DATASET RECORDS:

== == ==

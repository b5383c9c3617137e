//! Command-line configuration.
//!
//! Every option can also be supplied through the environment.
//!
//! # Environment Variables
//!
//! | Variable | Default | Description |
//! |----------|---------|-------------|
//! | `BUREAU_CATALOG` | (required) | Path to the access catalog JSON |
//! | `BUREAU_SESSION` | (required) | Path to the session JSON |
//! | `BUREAU_LOG_LEVEL` | info | Log level |
//! | `BUREAU_PRETTY_OUTPUT` | false | Pretty-print JSON output |

use std::path::PathBuf;

use bureau_access::permission::Action;
use clap::{Parser, Subcommand};

const LOG_LEVELS: [&str; 5] = ["error", "warn", "info", "debug", "trace"];

/// Configuration for the `bureau` command.
#[derive(Debug, Clone, Parser)]
#[command(name = "bureau")]
#[command(about = "Inspect access decisions for a bureau console session")]
#[command(version)]
pub struct CliConfig {
    /// Path to the access catalog (tenants, modules, roles, menu).
    #[arg(long, env = "BUREAU_CATALOG")]
    pub catalog: PathBuf,

    /// Path to the session document issued by the login layer.
    #[arg(long, env = "BUREAU_SESSION")]
    pub session: PathBuf,

    /// Log level (error, warn, info, debug, trace).
    #[arg(long, env = "BUREAU_LOG_LEVEL", default_value = "info")]
    pub log_level: String,

    /// Pretty-print JSON output.
    #[arg(long, env = "BUREAU_PRETTY_OUTPUT")]
    pub pretty: bool,

    /// What to inspect.
    #[command(subcommand)]
    pub command: Command,
}

/// Inspection commands.
#[derive(Debug, Clone, PartialEq, Eq, Subcommand)]
pub enum Command {
    /// Print the session's effective permissions.
    Permissions,

    /// Check a single permission.
    Check {
        /// Module name.
        module: String,
        /// Action (view, create, edit, delete, approve, export, import, manage).
        action: Action,
        /// Restrict the check to one resource type.
        #[arg(long)]
        resource_type: Option<String>,
    },

    /// List the roles a role may provision.
    ManagedRoles {
        /// Role to inspect; defaults to every role the session holds.
        role: Option<String>,
    },

    /// Print the navigation menu visible to the session.
    Menu,

    /// Filter a record file to the session's effective scope.
    Scope {
        /// Drill down to a zone.
        #[arg(long)]
        zone: Option<String>,
        /// Drill down to a woreda.
        #[arg(long)]
        woreda: Option<String>,
        /// Drill down to a school.
        #[arg(long)]
        school: Option<String>,
        /// JSON array of records carrying a `tenantId` field.
        #[arg(long)]
        records: PathBuf,
        /// Module whose grant decides the scope.
        #[arg(long)]
        module: String,
        /// Action whose grant decides the scope.
        #[arg(long, default_value = "view")]
        action: Action,
    },
}

impl CliConfig {
    /// Validates the configuration, returning every problem found.
    pub fn validate(&self) -> Result<(), Vec<String>> {
        let mut errors = Vec::new();

        if !self.catalog.is_file() {
            errors.push(format!("Catalog file not found: {}", self.catalog.display()));
        }

        if !self.session.is_file() {
            errors.push(format!("Session file not found: {}", self.session.display()));
        }

        if !LOG_LEVELS.contains(&self.log_level.to_lowercase().as_str()) {
            errors.push(format!("Unknown log level: {}", self.log_level));
        }

        if let Command::Scope { records, .. } = &self.command {
            if !records.is_file() {
                errors.push(format!("Records file not found: {}", records.display()));
            }
        }

        if errors.is_empty() {
            Ok(())
        } else {
            Err(errors)
        }
    }
}
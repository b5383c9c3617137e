//! Data scoping: reduce a record collection to what the current scope may see.
//!
//! Records carry the id of the tenant that owns them, either directly
//! ([`TenantTagged`]) or through a lookup supplied by the caller
//! ([`scope_data_by`]). The rules per [`Scope`]:
//!
//! | Scope | Kept records |
//! |-------|--------------|
//! | `own` | tag equals the effective tenant |
//! | `children` | tag is the effective tenant or any descendant |
//! | `all` | every record, unchanged |
//!
//! Under `own` and `children` a record with no tag, or with a tag the
//! hierarchy does not know, is dropped.

use std::collections::HashMap;
use std::sync::Arc;

use parking_lot::Mutex;
use tracing::debug;

use crate::permission::Scope;
use crate::scope::EffectiveTenant;
use crate::tenant::{SubtreeIndex, TenantHierarchy, TenantId};

/// A record that names its owning tenant.
pub trait TenantTagged {
    /// The owning tenant, if the record carries one.
    fn tenant_tag(&self) -> Option<&TenantId>;
}

impl<T: TenantTagged + ?Sized> TenantTagged for &T {
    fn tenant_tag(&self) -> Option<&TenantId> {
        (**self).tenant_tag()
    }
}

/// Filters directly tagged records.
///
/// The subtree index for `children` scope is built once for the whole pass.
///
/// # Examples
///
/// ```
/// use bureau_access::filter::{TenantTagged, scope_data};
/// use bureau_access::permission::Scope;
/// use bureau_access::scope::EffectiveTenant;
/// use bureau_access::tenant::{TenantHierarchy, TenantId, TenantNode, TenantType};
///
/// struct Instructor {
///     name: &'static str,
///     office: TenantId,
/// }
///
/// impl TenantTagged for Instructor {
///     fn tenant_tag(&self) -> Option<&TenantId> {
///         Some(&self.office)
///     }
/// }
///
/// let hierarchy = TenantHierarchy::from_nodes(vec![
///     TenantNode::new("b", TenantType::Bureau, "Bureau", None),
///     TenantNode::new("r1", TenantType::Region, "R1", Some("b".into())),
///     TenantNode::new("r2", TenantType::Region, "R2", Some("b".into())),
/// ])
/// .unwrap();
/// let instructors = vec![
///     Instructor { name: "Abebe", office: TenantId::new("r1") },
///     Instructor { name: "Sara", office: TenantId::new("r2") },
/// ];
///
/// let visible = scope_data(
///     &instructors,
///     &EffectiveTenant::new("r1", TenantType::Region),
///     Scope::Children,
///     &hierarchy,
/// );
/// assert_eq!(visible.len(), 1);
/// assert_eq!(visible[0].name, "Abebe");
/// ```
pub fn scope_data<'r, R: TenantTagged>(
    records: &'r [R],
    effective: &EffectiveTenant,
    scope: Scope,
    hierarchy: &TenantHierarchy,
) -> Vec<&'r R> {
    let matcher = Matcher::build(effective, scope, hierarchy, |id| {
        Arc::new(hierarchy.subtree(id))
    });
    matcher.apply(records, |record| record.tenant_tag().cloned())
}

/// Filters records whose tenant is resolved through `tag`, e.g. by following
/// a parent reference to the record that carries the tenant id.
pub fn scope_data_by<'r, R, F>(
    records: &'r [R],
    tag: F,
    effective: &EffectiveTenant,
    scope: Scope,
    hierarchy: &TenantHierarchy,
) -> Vec<&'r R>
where
    F: Fn(&R) -> Option<TenantId>,
{
    let matcher = Matcher::build(effective, scope, hierarchy, |id| {
        Arc::new(hierarchy.subtree(id))
    });
    matcher.apply(records, tag)
}

/// A filter bound to one hierarchy that remembers subtree indexes between
/// passes.
///
/// Useful when many tables are scoped against the same few effective
/// tenants during one render.
#[derive(Debug)]
pub struct ScopeFilter<'h> {
    hierarchy: &'h TenantHierarchy,
    subtrees: Mutex<HashMap<TenantId, Arc<SubtreeIndex>>>,
}

impl<'h> ScopeFilter<'h> {
    /// Creates a filter over a hierarchy.
    pub fn new(hierarchy: &'h TenantHierarchy) -> Self {
        Self {
            hierarchy,
            subtrees: Mutex::new(HashMap::new()),
        }
    }

    /// The subtree index rooted at `id`, built on first use.
    ///
    /// Ids missing from the hierarchy get an empty index that is not cached.
    pub fn subtree(&self, id: &TenantId) -> Arc<SubtreeIndex> {
        if !self.hierarchy.contains(id) {
            return Arc::new(self.hierarchy.subtree(id));
        }
        let mut cache = self.subtrees.lock();
        Arc::clone(
            cache
                .entry(id.clone())
                .or_insert_with(|| Arc::new(self.hierarchy.subtree(id))),
        )
    }

    /// Number of cached subtree indexes.
    pub fn cached_subtrees(&self) -> usize {
        self.subtrees.lock().len()
    }

    /// Same as [`scope_data`], reusing cached subtree indexes.
    pub fn scope_data<'r, R: TenantTagged>(
        &self,
        records: &'r [R],
        effective: &EffectiveTenant,
        scope: Scope,
    ) -> Vec<&'r R> {
        let matcher = Matcher::build(effective, scope, self.hierarchy, |id| self.subtree(id));
        matcher.apply(records, |record| record.tenant_tag().cloned())
    }

    /// Same as [`scope_data_by`], reusing cached subtree indexes.
    pub fn scope_data_by<'r, R, F>(
        &self,
        records: &'r [R],
        tag: F,
        effective: &EffectiveTenant,
        scope: Scope,
    ) -> Vec<&'r R>
    where
        F: Fn(&R) -> Option<TenantId>,
    {
        let matcher = Matcher::build(effective, scope, self.hierarchy, |id| self.subtree(id));
        matcher.apply(records, tag)
    }
}

enum Matcher<'a> {
    Own {
        tenant: &'a TenantId,
        known: bool,
    },
    Children(Arc<SubtreeIndex>),
    All,
}

impl<'a> Matcher<'a> {
    fn build(
        effective: &'a EffectiveTenant,
        scope: Scope,
        hierarchy: &TenantHierarchy,
        subtree: impl FnOnce(&TenantId) -> Arc<SubtreeIndex>,
    ) -> Self {
        match scope {
            Scope::Own => Matcher::Own {
                tenant: &effective.id,
                known: hierarchy.contains(&effective.id),
            },
            Scope::Children => Matcher::Children(subtree(&effective.id)),
            Scope::All => Matcher::All,
        }
    }

    fn admits(&self, tag: Option<&TenantId>) -> bool {
        match (self, tag) {
            (Matcher::All, _) => true,
            (_, None) => false,
            (Matcher::Own { tenant, known }, Some(tag)) => *known && tag == *tenant,
            (Matcher::Children(index), Some(tag)) => index.contains(tag),
        }
    }

    fn apply<'r, R>(&self, records: &'r [R], tag: impl Fn(&R) -> Option<TenantId>) -> Vec<&'r R> {
        if matches!(self, Matcher::All) {
            return records.iter().collect();
        }
        let kept: Vec<&R> = records
            .iter()
            .filter(|record| self.admits(tag(*record).as_ref()))
            .collect();
        debug!(total = records.len(), kept = kept.len(), "Scoped records");
        kept
    }
}
//! Permissions: the grant model, the module registry and the resolver.
//!
//! A [`Permission`] grants one [`Action`] on one module, optionally for a
//! single resource type, at a [`Scope`]. Sessions collect grants from their
//! roles and from direct assignments; [`EffectivePermissions`] folds them
//! into the set every gate, filter and menu decision reads.
//!
//! # Override Rule
//!
//! Grants are keyed by `(module, action, resourceType ?? any)`. Role grants
//! are applied in role order and direct grants last, so a direct grant always
//! replaces a role grant with the same key, whether it widens or narrows it.
//!
//! # Examples
//!
//! ```
//! use bureau_access::permission::{Action, ModuleName, PermissionCheck, Scope};
//!
//! let check = PermissionCheck::new("students", Action::View).for_resource("transcript");
//! assert_eq!(check.module, ModuleName::new("students"));
//! assert_eq!(check.to_string(), "students:view:transcript");
//! assert!(Scope::Children < Scope::All);
//! ```

mod registry;
mod resolver;
mod types;

pub use registry::{ModuleCapabilities, PermissionRegistry};
pub use resolver::EffectivePermissions;
pub use types::{Action, ModuleName, Permission, PermissionCheck, PermissionKey, Scope};
//! Effective tenant resolution.

use serde::{Deserialize, Serialize};
use tracing::trace;

use super::selection::ScopeSelection;
use crate::session::Session;
use crate::tenant::{TenantId, TenantType};

/// The single tenant data operations are constrained to.
#[derive(Debug, Clone, PartialEq, Eq, Hash, Serialize, Deserialize)]
#[serde(rename_all = "camelCase")]
pub struct EffectiveTenant {
    /// Tenant identifier.
    pub id: TenantId,
    /// Tenant level.
    #[serde(rename = "type")]
    pub tenant_type: TenantType,
}

impl EffectiveTenant {
    /// Creates an effective tenant.
    pub fn new(id: impl Into<TenantId>, tenant_type: TenantType) -> Self {
        Self {
            id: id.into(),
            tenant_type,
        }
    }

    /// The session's home tenant.
    pub fn home(session: &Session) -> Self {
        Self::new(session.tenant_id().clone(), session.tenant_type())
    }
}

/// Resolves the most specific tenant of the selection, falling back to the
/// session's home tenant.
///
/// The selection is trusted as given: the setters on [`ScopeSelection`] are
/// the only place that checks it stays inside the session's subtree.
///
/// # Examples
///
/// ```
/// use bureau_access::scope::{ScopeSelection, effective_tenant};
/// use bureau_access::session::Session;
/// use bureau_access::tenant::{TenantId, TenantType};
///
/// let session = Session::builder()
///     .id("u")
///     .tenant("z-1", TenantType::Zone, "Zone 1")
///     .build()
///     .unwrap();
///
/// let home = effective_tenant(&session, &ScopeSelection::default());
/// assert_eq!(home.id, TenantId::new("z-1"));
///
/// let drilled = ScopeSelection {
///     selected_woreda_id: Some(TenantId::new("w-4")),
///     ..Default::default()
/// };
/// let narrowed = effective_tenant(&session, &drilled);
/// assert_eq!(narrowed.tenant_type, TenantType::Woreda);
/// ```
pub fn effective_tenant(session: &Session, selection: &ScopeSelection) -> EffectiveTenant {
    let chain = [
        (&selection.selected_school_id, TenantType::Institution),
        (&selection.selected_woreda_id, TenantType::Woreda),
        (&selection.selected_zone_id, TenantType::Zone),
    ];
    let resolved = chain
        .into_iter()
        .find_map(|(id, tenant_type)| {
            id.as_ref()
                .map(|id| EffectiveTenant::new(id.clone(), tenant_type))
        })
        .unwrap_or_else(|| EffectiveTenant::home(session));
    trace!(
        session_id = %session.id(),
        tenant_id = %resolved.id,
        tenant_type = %resolved.tenant_type,
        "Resolved effective tenant"
    );
    resolved
}

impl ScopeSelection {
    /// Shorthand for [`effective_tenant`].
    pub fn effective_tenant(&self, session: &Session) -> EffectiveTenant {
        effective_tenant(session, self)
    }
}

== == ==

EXERCISE DETAILS:
Scan the records above for the string "decides", and copy every line where it turns up.

SOLUTION TO THE PROBLEM:
        /// Module whose grant decides the scope.
        /// Action whose grant decides the scope.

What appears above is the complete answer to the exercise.